Lire Luc 18, 1-8 Une phrase de l'Évangile de ce dimanche des missions a attiré mon attention. "Il y avait dans une ville un juge qui ne respectait pas Dieu et se moquait des hommes..." Est-ce que le non respect de Dieu se traduit toujours par une moquerie à l'égard des gens? Sommes-nous sous le mode d'une "sous-mission" en nous soumettant à certains sarcasmes populaires. Nous attribuons à certains discours colorés par des sacres une valeur folklorique. Réalisons-nous que ces sacres, ou jurons, viennent presque exclusivement de la religion catholique? Est-ce le résidu d'une religion qui était trop avilissante dans nos histoires familiales?

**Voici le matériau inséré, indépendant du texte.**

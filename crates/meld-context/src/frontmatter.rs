//! Frontmatter splitting and parsing for SKILL.md files.

use serde_json::{Map, Value};

/// Split a document into its frontmatter block and body.
///
/// The document must begin with a line containing only `---`, followed by
/// the frontmatter lines, a second `---` line, then the body. A single
/// leading blank line after the closing fence is not part of the body.
pub fn split(content: &str) -> Option<(String, String)> {
    let mut segments = content.split_inclusive('\n');

    let first = segments.next()?;
    if first.trim_end() != "---" {
        return None;
    }

    let mut frontmatter = String::new();
    let mut body_offset = None;
    let mut offset = first.len();
    for line in segments {
        if line.trim_end() == "---" {
            body_offset = Some(offset + line.len());
            break;
        }
        frontmatter.push_str(line);
        offset += line.len();
    }

    let body = &content[body_offset?..];
    let body = body
        .strip_prefix("\r\n")
        .or_else(|| body.strip_prefix('\n'))
        .unwrap_or(body);

    Some((frontmatter, body.to_string()))
}

/// Parse frontmatter lines into a JSON map.
///
/// Values follow YAML scalars: strings, booleans, arrays, and nested maps
/// (used by the per-agent `model` field). Returns `None` when the block is
/// not parseable as a string-keyed mapping.
pub fn parse(frontmatter: &str) -> Option<Map<String, Value>> {
    if frontmatter.trim().is_empty() {
        return Some(Map::new());
    }
    serde_yaml::from_str::<Map<String, Value>>(frontmatter).ok()
}
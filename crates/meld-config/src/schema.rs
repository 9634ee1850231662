//! Structural validation of the raw configuration tree.
//!
//! Validation runs over the parsed-but-untyped value tree so that every
//! violation can be reported in one pass. Only the presence check for the
//! four required top-level keys fails fast; past that point all remaining
//! violations are accumulated and returned together.

use std::str::FromStr;

use serde_json::Value;

use crate::error::{Error, Result};
use crate::types::{AgentKind, Config};

const REQUIRED_KEYS: [&str; 4] = ["projects", "agents", "mcp", "ide"];

/// Validate a raw config tree.
///
/// Returns every accumulated violation, never just the first.
pub fn validate(raw: &Value) -> std::result::Result<(), Vec<String>> {
    let Some(obj) = raw.as_object() else {
        return Err(vec!["Config must be an object".to_string()]);
    };

    let mut errors = Vec::new();

    for key in REQUIRED_KEYS {
        if !obj.contains_key(key) {
            errors.push(format!("Missing required key: {key}"));
        }
    }
    if !errors.is_empty() {
        return Err(errors);
    }

    for key in REQUIRED_KEYS {
        if !obj[key].is_object() {
            errors.push(format!("{key} must be an object"));
        }
    }

    if let Some(agents) = obj["agents"].as_object() {
        for (name, agent) in agents {
            if AgentKind::from_str(name).is_err() {
                errors.push(format!(
                    "Invalid agent name: {name}. Must be one of: {}",
                    valid_agent_names()
                ));
            }
            if let Some(overrides) = agent.get("overrides") {
                if !overrides.is_null() && !overrides.is_object() {
                    errors.push(format!("Agent \"{name}\" overrides must be an object"));
                }
            }
        }
    }

    if let Some(mcp) = obj["mcp"].as_object() {
        for (server_name, server) in mcp {
            validate_mcp_server(server_name, server, &mut errors);
        }
    }

    if let Some(context) = obj.get("context") {
        if !context.is_null() && !context.is_string() {
            errors.push("context must be a string path".to_string());
        }
    }

    if errors.is_empty() {
        Ok(())
    } else {
        Err(errors)
    }
}

fn validate_mcp_server(server_name: &str, server: &Value, errors: &mut Vec<String>) {
    let Some(s) = server.as_object() else {
        errors.push(format!("MCP server \"{server_name}\" must be an object"));
        return;
    };

    if s.get("type").and_then(Value::as_str) == Some("http") {
        match s.get("url").and_then(Value::as_str) {
            Some(url) if !url.is_empty() => {}
            _ => errors.push(format!(
                "MCP server \"{server_name}\" (http) must have a \"url\" string"
            )),
        }
    } else {
        match s.get("command").and_then(Value::as_str) {
            Some(command) if !command.is_empty() => {}
            _ => errors.push(format!(
                "MCP server \"{server_name}\" (stdio) must have a \"command\" string"
            )),
        }
        if !matches!(s.get("args"), Some(Value::Array(_))) {
            errors.push(format!(
                "MCP server \"{server_name}\" (stdio) must have an \"args\" array"
            ));
        }
    }

    if let Some(Value::Array(scope)) = s.get("agents") {
        for entry in scope {
            let valid = entry
                .as_str()
                .is_some_and(|name| AgentKind::from_str(name).is_ok());
            if !valid {
                errors.push(format!(
                    "MCP server \"{server_name}\" has invalid agent scope: {}",
                    scope_entry_display(entry)
                ));
            }
        }
    }
}

fn scope_entry_display(entry: &Value) -> String {
    match entry.as_str() {
        Some(s) => s.to_string(),
        None => entry.to_string(),
    }
}

fn valid_agent_names() -> String {
    let names: Vec<&str> = AgentKind::ALL.iter().map(AgentKind::as_str).collect();
    names.join(", ")
}

/// Convert a validated raw tree into the typed [`Config`].
///
/// Shape mismatches that slip past [`validate`] (e.g. a project entry
/// missing `path`) surface as a single validation error.
pub fn parse(raw: Value) -> Result<Config> {
    serde_json::from_value(raw).map_err(|e| Error::Validation {
        errors: vec![format!("Invalid config structure: {e}")],
    })
}

#[cfg(test)]
mod tests {
    use super::*;
    use pretty_assertions::assert_eq;
    use serde_json::json;

    fn valid_config() -> Value {
        json!({
            "projects": {"myapp": {"path": "~/myapp", "aliases": ["app"]}},
            "agents": {
                "claude-code": {"enabled": true},
                "codex-cli": {"enabled": false},
                "gemini-cli": {"enabled": false}
            },
            "mcp": {},
            "ide": {"default": "cursor", "workspaceName": "hub"}
        })
    }

    #[test]
    fn test_valid_config_passes() {
        assert!(validate(&valid_config()).is_ok());
    }

    #[test]
    fn test_non_object_config() {
        let errors = validate(&json!("nope")).unwrap_err();
        assert_eq!(errors, vec!["Config must be an object".to_string()]);
    }

    #[test]
    fn test_missing_keys_reported_individually() {
        let errors = validate(&json!({})).unwrap_err();
        assert_eq!(errors.len(), 4);
        assert!(errors.contains(&"Missing required key: projects".to_string()));
        assert!(errors.contains(&"Missing required key: agents".to_string()));
        assert!(errors.contains(&"Missing required key: mcp".to_string()));
        assert!(errors.contains(&"Missing required key: ide".to_string()));
    }

    #[test]
    fn test_unknown_agent_name() {
        let mut config = valid_config();
        config["agents"]["cursor"] = json!({"enabled": true});
        let errors = validate(&config).unwrap_err();
        assert_eq!(errors.len(), 1);
        assert!(errors[0].contains("Invalid agent name: cursor"));
        assert!(errors[0].contains("claude-code, codex-cli, gemini-cli"));
    }

    #[test]
    fn test_non_object_overrides() {
        let mut config = valid_config();
        config["agents"]["claude-code"]["overrides"] = json!(["not", "an", "object"]);
        let errors = validate(&config).unwrap_err();
        assert_eq!(
            errors,
            vec!["Agent \"claude-code\" overrides must be an object".to_string()]
        );
    }

    #[test]
    fn test_null_overrides_allowed() {
        let mut config = valid_config();
        config["agents"]["claude-code"]["overrides"] = json!(null);
        assert!(validate(&config).is_ok());
    }

    #[test]
    fn test_http_server_requires_url() {
        let mut config = valid_config();
        config["mcp"]["ctx"] = json!({"type": "http", "url": ""});
        let errors = validate(&config).unwrap_err();
        assert_eq!(
            errors,
            vec!["MCP server \"ctx\" (http) must have a \"url\" string".to_string()]
        );
    }

    #[test]
    fn test_stdio_server_requires_command_and_args() {
        let mut config = valid_config();
        config["mcp"]["local"] = json!({"command": ""});
        let errors = validate(&config).unwrap_err();
        assert!(errors
            .contains(&"MCP server \"local\" (stdio) must have a \"command\" string".to_string()));
        assert!(errors
            .contains(&"MCP server \"local\" (stdio) must have an \"args\" array".to_string()));
    }

    #[test]
    fn test_invalid_agent_scope() {
        let mut config = valid_config();
        config["mcp"]["scoped"] =
            json!({"command": "npx", "args": [], "agents": ["claude-code", "cursor"]});
        let errors = validate(&config).unwrap_err();
        assert_eq!(
            errors,
            vec!["MCP server \"scoped\" has invalid agent scope: cursor".to_string()]
        );
    }

    #[test]
    fn test_non_string_context() {
        let mut config = valid_config();
        config["context"] = json!(42);
        let errors = validate(&config).unwrap_err();
        assert_eq!(errors, vec!["context must be a string path".to_string()]);
    }

    #[test]
    fn test_errors_accumulate_past_presence_check() {
        let mut config = valid_config();
        config["agents"]["cursor"] = json!({"enabled": true});
        config["mcp"]["bad"] = json!({"type": "http"});
        config["context"] = json!(false);
        let errors = validate(&config).unwrap_err();
        assert_eq!(errors.len(), 3);
    }

    #[test]
    fn test_non_object_required_value() {
        let mut config = valid_config();
        config["agents"] = json!(3);
        let errors = validate(&config).unwrap_err();
        assert_eq!(errors, vec!["agents must be an object".to_string()]);
    }

    #[test]
    fn test_parse_valid_config() {
        let config = parse(valid_config()).unwrap();
        assert_eq!(config.ide.workspace_name, "hub");
        assert_eq!(config.projects["myapp"].path, "~/myapp");
    }

    #[test]
    fn test_parse_shape_mismatch_is_validation_error() {
        let mut raw = valid_config();
        raw["projects"]["broken"] = json!({"aliases": []});
        let err = parse(raw).unwrap_err();
        assert!(matches!(err, Error::Validation { .. }));
    }
}
//! Generation pipeline orchestration for meld.
//!
//! Ties the configuration, context, and generator crates into the single
//! `generate` entry point used by the CLI.

pub mod error;
pub mod generate;

pub use error::{Error, Result};
pub use generate::{generate, generate_with_env, GenerateOptions, GenerateReport};
//! Hub configuration for meld.
//!
//! Loading, validating, and interpolating the `meld.jsonc` hub config.
//! The pipeline is: [`loader::load_raw`] → [`schema::validate`] →
//! [`interpolate::interpolate`] → [`schema::parse`].

pub mod error;
pub mod interpolate;
pub mod loader;
pub mod schema;
pub mod types;

pub use error::{Error, Result};
pub use interpolate::{env_vars, interpolate, EnvVars};
pub use types::{AgentEntry, AgentKind, Config, IdeConfig, McpServer, Project, DEFAULT_CONTEXT_PATH};
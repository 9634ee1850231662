//! Forward-slash-normalized paths for hub content

use std::path::{Path, PathBuf};

/// A path normalized to forward slashes.
///
/// Generated files are addressed by hub-relative paths that must render
/// identically on every platform. All paths are stored with forward slashes
/// internally and converted to the platform-native form only at I/O
/// boundaries.
#[derive(Debug, Clone, PartialEq, Eq, Hash)]
pub struct HubPath {
    inner: String,
}

impl HubPath {
    /// Create a new HubPath from any path-like input.
    pub fn new(path: impl AsRef<Path>) -> Self {
        let raw = path.as_ref().to_string_lossy();
        Self {
            inner: raw.replace('\\', "/"),
        }
    }

    /// The normalized string representation.
    pub fn as_str(&self) -> &str {
        &self.inner
    }

    /// Convert to a platform-native `PathBuf` for I/O.
    pub fn to_native(&self) -> PathBuf {
        PathBuf::from(&self.inner)
    }

    /// Join a path segment onto this path.
    pub fn join(&self, segment: &str) -> Self {
        let segment = segment.replace('\\', "/");
        let segment = segment.trim_start_matches("./");
        let joined = if self.inner.ends_with('/') {
            format!("{}{}", self.inner, segment)
        } else {
            format!("{}/{}", self.inner, segment)
        };
        Self {
            inner: joined.trim_end_matches('/').to_string(),
        }
    }

    /// The final path component, if any.
    pub fn file_name(&self) -> Option<&str> {
        let trimmed = self.inner.trim_end_matches('/');
        trimmed.rsplit('/').next().filter(|name| !name.is_empty())
    }

    /// Whether this path exists on the filesystem.
    pub fn exists(&self) -> bool {
        self.to_native().exists()
    }

    /// Whether this path is a directory.
    pub fn is_dir(&self) -> bool {
        self.to_native().is_dir()
    }

    /// Whether this path is a regular file.
    pub fn is_file(&self) -> bool {
        self.to_native().is_file()
    }
}

impl AsRef<Path> for HubPath {
    fn as_ref(&self) -> &Path {
        Path::new(&self.inner)
    }
}

impl std::fmt::Display for HubPath {
    fn fmt(&self, f: &mut std::fmt::Formatter<'_>) -> std::fmt::Result {
        write!(f, "{}", self.inner)
    }
}

impl From<&str> for HubPath {
    fn from(s: &str) -> Self {
        Self::new(s)
    }
}

impl From<PathBuf> for HubPath {
    fn from(path: PathBuf) -> Self {
        Self::new(path)
    }
}

#[cfg(test)]
mod tests {
    use super::*;
    use pretty_assertions::assert_eq;

    #[test]
    fn test_normalizes_backslashes() {
        let path = HubPath::new("hub\\agents\\claude-code");
        assert_eq!(path.as_str(), "hub/agents/claude-code");
    }

    #[test]
    fn test_join() {
        let path = HubPath::new("/tmp/hub");
        assert_eq!(path.join("context").as_str(), "/tmp/hub/context");
        assert_eq!(path.join("./context/").as_str(), "/tmp/hub/context");
    }

    #[test]
    fn test_join_trailing_slash_base() {
        let path = HubPath::new("/tmp/hub/");
        assert_eq!(path.join("meld.jsonc").as_str(), "/tmp/hub/meld.jsonc");
    }

    #[test]
    fn test_file_name() {
        assert_eq!(HubPath::new("/tmp/hub/CLAUDE.md").file_name(), Some("CLAUDE.md"));
        assert_eq!(HubPath::new("/tmp/hub/").file_name(), Some("hub"));
    }

    #[test]
    fn test_display_uses_forward_slashes() {
        let path = HubPath::new("a\\b");
        assert_eq!(path.to_string(), "a/b");
    }
}
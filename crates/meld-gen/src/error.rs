//! Error types for meld-gen

/// Result type for generator operations
pub type Result<T> = std::result::Result<T, Error>;

/// Errors that can occur while generating agent configuration
#[derive(Debug, thiserror::Error)]
pub enum Error {
    #[error(transparent)]
    Fs(#[from] meld_fs::Error),

    #[error(transparent)]
    Json(#[from] serde_json::Error),

    /// TOML cannot represent non-finite numbers
    #[error("Cannot serialize non-finite number to TOML: {value}")]
    NonFiniteNumber { value: f64 },

    /// A value shape the TOML emitter does not support (fed through
    /// overrides); indicates malformed input, fails hard
    #[error("Unsupported TOML value type: {kind}")]
    UnsupportedTomlValue { kind: &'static str },
}
//! Managed `.gitignore` block generation.
//!
//! The hub's `.gitignore` carries one sentinel-delimited region owned by
//! meld; everything outside the sentinels belongs to the user and is
//! preserved on every regeneration.

use meld_config::Config;
use meld_context::ComposedContext;
use meld_fs::io;

use crate::error::Result;
use crate::generator::{GeneratedFile, Generator};

pub const START_MARKER: &str = "# ── meld managed (do not edit) ──";
pub const END_MARKER: &str = "# ── end meld managed ──";

/// Machine-managed hub directories that never belong in version control.
const MANAGED_ENTRIES: [&str; 2] = ["agents/", "scratch/"];

#[derive(Debug, Default)]
pub struct GitignoreGenerator;

impl Generator for GitignoreGenerator {
    fn name(&self) -> &'static str {
        "gitignore"
    }

    fn generate(&self, _config: &Config, context: &ComposedContext) -> Result<Vec<GeneratedFile>> {
        let mut block_lines = vec![START_MARKER];
        block_lines.extend(MANAGED_ENTRIES);
        block_lines.push(END_MARKER);
        let managed_block = block_lines.join("\n");

        let gitignore_path = context.hub_dir.join(".gitignore");
        let content = if gitignore_path.is_file() {
            splice(&io::read_text(&gitignore_path)?, &managed_block)
        } else {
            format!("{managed_block}\n")
        };

        Ok(vec![GeneratedFile::new(".gitignore", content)])
    }
}

/// Replace the sentinel region inclusive when both markers are present;
/// otherwise append the managed block after the trimmed existing content.
fn splice(existing: &str, managed_block: &str) -> String {
    match (existing.find(START_MARKER), existing.find(END_MARKER)) {
        (Some(start), Some(end)) => {
            let before = &existing[..start];
            let after = &existing[end + END_MARKER.len()..];
            format!("{before}{managed_block}{after}")
        }
        _ => {
            let trimmed = existing.trim_end();
            if trimmed.is_empty() {
                format!("{managed_block}\n")
            } else {
                format!("{trimmed}\n\n{managed_block}\n")
            }
        }
    }
}
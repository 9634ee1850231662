//! Error types for meld-cli

/// Result type for CLI operations
pub type Result<T> = std::result::Result<T, CliError>;

/// Errors that can occur in CLI operations
#[derive(Debug, thiserror::Error)]
pub enum CliError {
    /// Error from the generation pipeline
    #[error(transparent)]
    Core(#[from] meld_core::Error),

    /// Standard I/O error
    #[error(transparent)]
    Io(#[from] std::io::Error),

    /// User-facing error with a message
    #[error("{message}")]
    User { message: String },
}

impl CliError {
    /// Create a new user error with the given message
    pub fn user(message: impl Into<String>) -> Self {
        Self::User {
            message: message.into(),
        }
    }
}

On reproche encore à l'Église l'époque où Elle s'immisçait dans l'intimité des chambres à coucher. Je reconnais que certains membres du clergé prenaient beaucoup à coeur l'autorité qu'ils exerçaient sur la conscience des gens. Mais de quelle autorité pouvons-nous juger les sidéens, les démunis au niveau intellectuel et les défavorisés au niveau social? Je reçois des témoignages de gens qui ont connaissance de l'exploitation que subissent ces derniers par des usuriers sans scrupule. De quelle autorité pouvons-nous tolérer de tels agissements? La prière et les bonnes intentions ne suffisent pas toujours. Quel attitude faut-il avoir pour être de véritables témoins et responsables de sa mission de vivre et de laisser vivre?
Le non respect de Dieu engendre souvent l'exploitation humaine à tous les niveaux. Et l'exploitation des valeurs qui caractérisent l'humain est une moquerie en soi.